WHAT IS EXPECTED —
Among the entries that follow, find every line with the word "built" and list it.

(Collected data entries)
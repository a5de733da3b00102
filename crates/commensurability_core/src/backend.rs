//! Orbit integration backends and the registry that picks one.
//!
//! A backend integrates a batch of initial conditions through a potential.
//! Resolution is either explicit (a registry name) or implicit: every
//! built-in backend exposes an `accepts` predicate over the potential's
//! [`PotentialFamily`], and exactly one must match.

use crate::autodiff::Dual;
use crate::coords::{CoordBatch, Orbit, PhaseSpaceCoord};
use crate::error::{AnalysisError, AnalysisResult};
use crate::potential::{Potential, PotentialFamily};
use crate::solvers::{Leapfrog, Tsit5, RK4};
use crate::traits::{DynamicalSystem, Steppable};
use crate::units::KMS_TO_KPC_PER_GYR;
use anyhow::{bail, Result};
use nalgebra::{Rotation3, Vector3};
use rayon::prelude::*;
use std::cell::RefCell;
use std::fmt;

/// A pluggable orbit integrator.
pub trait OrbitBackend: Send + Sync {
    /// Registry name, e.g. `leapfrog`.
    fn name(&self) -> &str;

    /// Concrete implementation name stored in saved containers.
    fn implementation_name(&self) -> &str;

    /// Capability predicate used by implicit resolution.
    fn accepts(&self, potential: &Potential) -> bool;

    /// Integrates every coordinate of `coords` for `steps` steps of `dt` Gyr in
    /// `potential`, which rotates about z at `pattern_speed` km/s/kpc.
    ///
    /// Returns one orbit per coordinate, in input order.
    fn integrate(
        &self,
        coords: &CoordBatch,
        potential: &Potential,
        dt: f64,
        steps: usize,
        pattern_speed: f64,
    ) -> Result<Vec<Orbit>>;
}

/// The closed set of built-in backends.
#[derive(Debug, Clone, Copy, PartialEq, Eq)]
pub enum BackendKind {
    Leapfrog,
    Rk4,
    Tsit5,
}

impl BackendKind {
    /// Order in which implicit resolution checks the predicates.
    pub const ALL: [BackendKind; 3] = [BackendKind::Leapfrog, BackendKind::Rk4, BackendKind::Tsit5];

    pub fn name(self) -> &'static str {
        match self {
            BackendKind::Leapfrog => "leapfrog",
            BackendKind::Rk4 => "rk4",
            BackendKind::Tsit5 => "tsit5",
        }
    }

    pub fn implementation_name(self) -> &'static str {
        match self {
            BackendKind::Leapfrog => "LeapfrogBackend",
            BackendKind::Rk4 => "RungeKuttaBackend",
            BackendKind::Tsit5 => "Tsit5Backend",
        }
    }

    /// Looks up a registry or implementation name, ignoring case.
    pub fn from_name(name: &str) -> Option<Self> {
        let name = name.trim();
        Self::ALL.into_iter().find(|kind| {
            kind.name().eq_ignore_ascii_case(name)
                || kind.implementation_name().eq_ignore_ascii_case(name)
        })
    }

    pub fn instantiate(self) -> Box<dyn OrbitBackend> {
        match self {
            BackendKind::Leapfrog => Box::new(LeapfrogBackend),
            BackendKind::Rk4 => Box::new(RungeKuttaBackend),
            BackendKind::Tsit5 => Box::new(Tsit5Backend),
        }
    }
}

/// How an analysis picks its backend.
#[derive(Default)]
pub enum BackendChoice {
    /// Resolve from the potential.
    #[default]
    Implicit,
    /// Look up a registry name.
    Named(String),
    /// Use the given instance as is.
    Custom(Box<dyn OrbitBackend>),
}

impl fmt::Debug for BackendChoice {
    fn fmt(&self, f: &mut fmt::Formatter<'_>) -> fmt::Result {
        match self {
            BackendChoice::Implicit => f.write_str("Implicit"),
            BackendChoice::Named(name) => f.debug_tuple("Named").field(name).finish(),
            BackendChoice::Custom(backend) => f
                .debug_tuple("Custom")
                .field(&backend.implementation_name())
                .finish(),
        }
    }
}

impl From<&str> for BackendChoice {
    fn from(name: &str) -> Self {
        BackendChoice::Named(name.to_string())
    }
}

impl From<BackendKind> for BackendChoice {
    fn from(kind: BackendKind) -> Self {
        BackendChoice::Named(kind.name().to_string())
    }
}

impl From<Option<String>> for BackendChoice {
    fn from(name: Option<String>) -> Self {
        name.map_or(BackendChoice::Implicit, BackendChoice::Named)
    }
}

/// Resolves a backend choice against `potential`. Pure: nothing is logged or
/// mutated.
pub fn resolve(
    choice: BackendChoice,
    potential: &Potential,
) -> AnalysisResult<Box<dyn OrbitBackend>> {
    match choice {
        BackendChoice::Custom(backend) => Ok(backend),
        BackendChoice::Named(name) => BackendKind::from_name(&name)
            .map(BackendKind::instantiate)
            .ok_or(AnalysisError::UnknownBackend(name)),
        BackendChoice::Implicit => select_unique(
            BackendKind::ALL.into_iter().map(BackendKind::instantiate).collect(),
            potential,
        ),
    }
}

fn select_unique(
    candidates: Vec<Box<dyn OrbitBackend>>,
    potential: &Potential,
) -> AnalysisResult<Box<dyn OrbitBackend>> {
    let mut matches: Vec<_> = candidates
        .into_iter()
        .filter(|backend| backend.accepts(potential))
        .collect();
    match matches.len() {
        0 => Err(AnalysisError::UnresolvedPotential(format!(
            "{:?} family",
            potential.family()
        ))),
        1 => Ok(matches.remove(0)),
        _ => Err(AnalysisError::AmbiguousBackend(
            matches
                .iter()
                .map(|backend| backend.name().to_string())
                .collect(),
        )),
    }
}

/// Equations of motion in the inertial frame, state `[x, y, z, vx, vy, vz]`
/// in kpc and kpc/Gyr. The potential is rotated by `omega * t` about z.
struct OrbitSystem<'a> {
    potential: &'a Potential,
    /// Pattern speed in rad/Gyr.
    omega: f64,
    scratch: RefCell<Vec<Dual>>,
}

impl<'a> OrbitSystem<'a> {
    fn new(potential: &'a Potential, pattern_speed: f64) -> Self {
        Self {
            potential,
            omega: pattern_speed * KMS_TO_KPC_PER_GYR,
            scratch: RefCell::new(Vec::new()),
        }
    }

    fn frame_rotation(&self, t: f64) -> Rotation3<f64> {
        Rotation3::from_axis_angle(&Vector3::z_axis(), self.omega * t)
    }

    /// Inertial state at t = 0 from a co-rotating coordinate in km/s.
    fn initial_state(&self, coord: &PhaseSpaceCoord) -> [f64; 6] {
        let spin = Vector3::new(0.0, 0.0, self.omega);
        let v = coord.velocity * KMS_TO_KPC_PER_GYR + spin.cross(&coord.position);
        [
            coord.position.x,
            coord.position.y,
            coord.position.z,
            v.x,
            v.y,
            v.z,
        ]
    }

    /// Co-rotating coordinate in km/s from an inertial state at time `t`.
    fn observe(&self, t: f64, state: &[f64]) -> PhaseSpaceCoord {
        let to_rotating = self.frame_rotation(t).inverse();
        let position = Vector3::new(state[0], state[1], state[2]);
        let velocity = Vector3::new(state[3], state[4], state[5]);
        let spin = Vector3::new(0.0, 0.0, self.omega);
        let relative = velocity - spin.cross(&position);
        PhaseSpaceCoord::new(
            to_rotating * position,
            to_rotating * relative / KMS_TO_KPC_PER_GYR,
        )
    }
}

impl DynamicalSystem<f64> for OrbitSystem<'_> {
    fn dimension(&self) -> usize {
        6
    }

    fn apply(&self, t: f64, x: &[f64], out: &mut [f64]) {
        out[0] = x[3];
        out[1] = x[4];
        out[2] = x[5];

        let rotation = self.frame_rotation(t);
        let body = rotation.inverse() * Vector3::new(x[0], x[1], x[2]);
        let grad = self
            .potential
            .gradient(&body, &mut self.scratch.borrow_mut());
        // (km/s)^2/kpc -> kpc/Gyr^2
        let accel = rotation * grad * -(KMS_TO_KPC_PER_GYR * KMS_TO_KPC_PER_GYR);
        out[3] = accel.x;
        out[4] = accel.y;
        out[5] = accel.z;
    }
}

fn integrate_orbit<S: Steppable<f64>>(
    mut stepper: S,
    coord: &PhaseSpaceCoord,
    potential: &Potential,
    dt: f64,
    steps: usize,
    pattern_speed: f64,
) -> Result<Orbit> {
    let system = OrbitSystem::new(potential, pattern_speed);
    let mut state = system.initial_state(coord);
    let mut t = 0.0;
    let mut orbit = Orbit::with_capacity(steps + 1);
    orbit.push(t, system.observe(t, &state));
    for step in 1..=steps {
        stepper.step(&system, &mut t, &mut state, dt);
        if state.iter().any(|v| !v.is_finite()) {
            bail!("Orbit became non-finite at step {step} (t = {t} Gyr).");
        }
        // multiples of dt keep sample times free of accumulated rounding
        orbit.push(step as f64 * dt, system.observe(t, &state));
    }
    Ok(orbit)
}

fn integrate_batch<S, F>(
    coords: &CoordBatch,
    potential: &Potential,
    dt: f64,
    steps: usize,
    pattern_speed: f64,
    make_stepper: F,
) -> Result<Vec<Orbit>>
where
    S: Steppable<f64>,
    F: Fn(usize) -> S + Sync,
{
    if dt.is_nan() || dt <= 0.0 {
        bail!("Time step must be positive.");
    }
    let inputs: Vec<PhaseSpaceCoord> = coords.iter().collect();
    inputs
        .par_iter()
        .enumerate()
        .map(|(index, coord)| {
            integrate_orbit(make_stepper(6), coord, potential, dt, steps, pattern_speed)
                .map_err(|err| err.context(format!("Orbit {index} of the batch failed")))
        })
        .collect()
}

/// Kick-drift-kick leapfrog. Symplectic; the default for analytic potentials.
#[derive(Debug, Clone, Copy, Default)]
pub struct LeapfrogBackend;

impl OrbitBackend for LeapfrogBackend {
    fn name(&self) -> &str {
        BackendKind::Leapfrog.name()
    }

    fn implementation_name(&self) -> &str {
        BackendKind::Leapfrog.implementation_name()
    }

    fn accepts(&self, potential: &Potential) -> bool {
        potential.family() == PotentialFamily::Analytic
    }

    fn integrate(
        &self,
        coords: &CoordBatch,
        potential: &Potential,
        dt: f64,
        steps: usize,
        pattern_speed: f64,
    ) -> Result<Vec<Orbit>> {
        integrate_batch(coords, potential, dt, steps, pattern_speed, Leapfrog::new)
    }
}

/// Classic fourth order Runge-Kutta, used for expression potentials.
#[derive(Debug, Clone, Copy, Default)]
pub struct RungeKuttaBackend;

impl OrbitBackend for RungeKuttaBackend {
    fn name(&self) -> &str {
        BackendKind::Rk4.name()
    }

    fn implementation_name(&self) -> &str {
        BackendKind::Rk4.implementation_name()
    }

    fn accepts(&self, potential: &Potential) -> bool {
        potential.family() == PotentialFamily::Symbolic
    }

    fn integrate(
        &self,
        coords: &CoordBatch,
        potential: &Potential,
        dt: f64,
        steps: usize,
        pattern_speed: f64,
    ) -> Result<Vec<Orbit>> {
        integrate_batch(coords, potential, dt, steps, pattern_speed, RK4::new)
    }
}

/// Fixed-step Tsitouras 5(4). Only selected by name.
#[derive(Debug, Clone, Copy, Default)]
pub struct Tsit5Backend;

impl OrbitBackend for Tsit5Backend {
    fn name(&self) -> &str {
        BackendKind::Tsit5.name()
    }

    fn implementation_name(&self) -> &str {
        BackendKind::Tsit5.implementation_name()
    }

    fn accepts(&self, _potential: &Potential) -> bool {
        false
    }

    fn integrate(
        &self,
        coords: &CoordBatch,
        potential: &Potential,
        dt: f64,
        steps: usize,
        pattern_speed: f64,
    ) -> Result<Vec<Orbit>> {
        integrate_batch(coords, potential, dt, steps, pattern_speed, Tsit5::new)
    }
}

SOLUTION FOR THIS EXERCISE —
//! built-in backend exposes an `accepts` predicate over the potential's
/// The closed set of built-in backends.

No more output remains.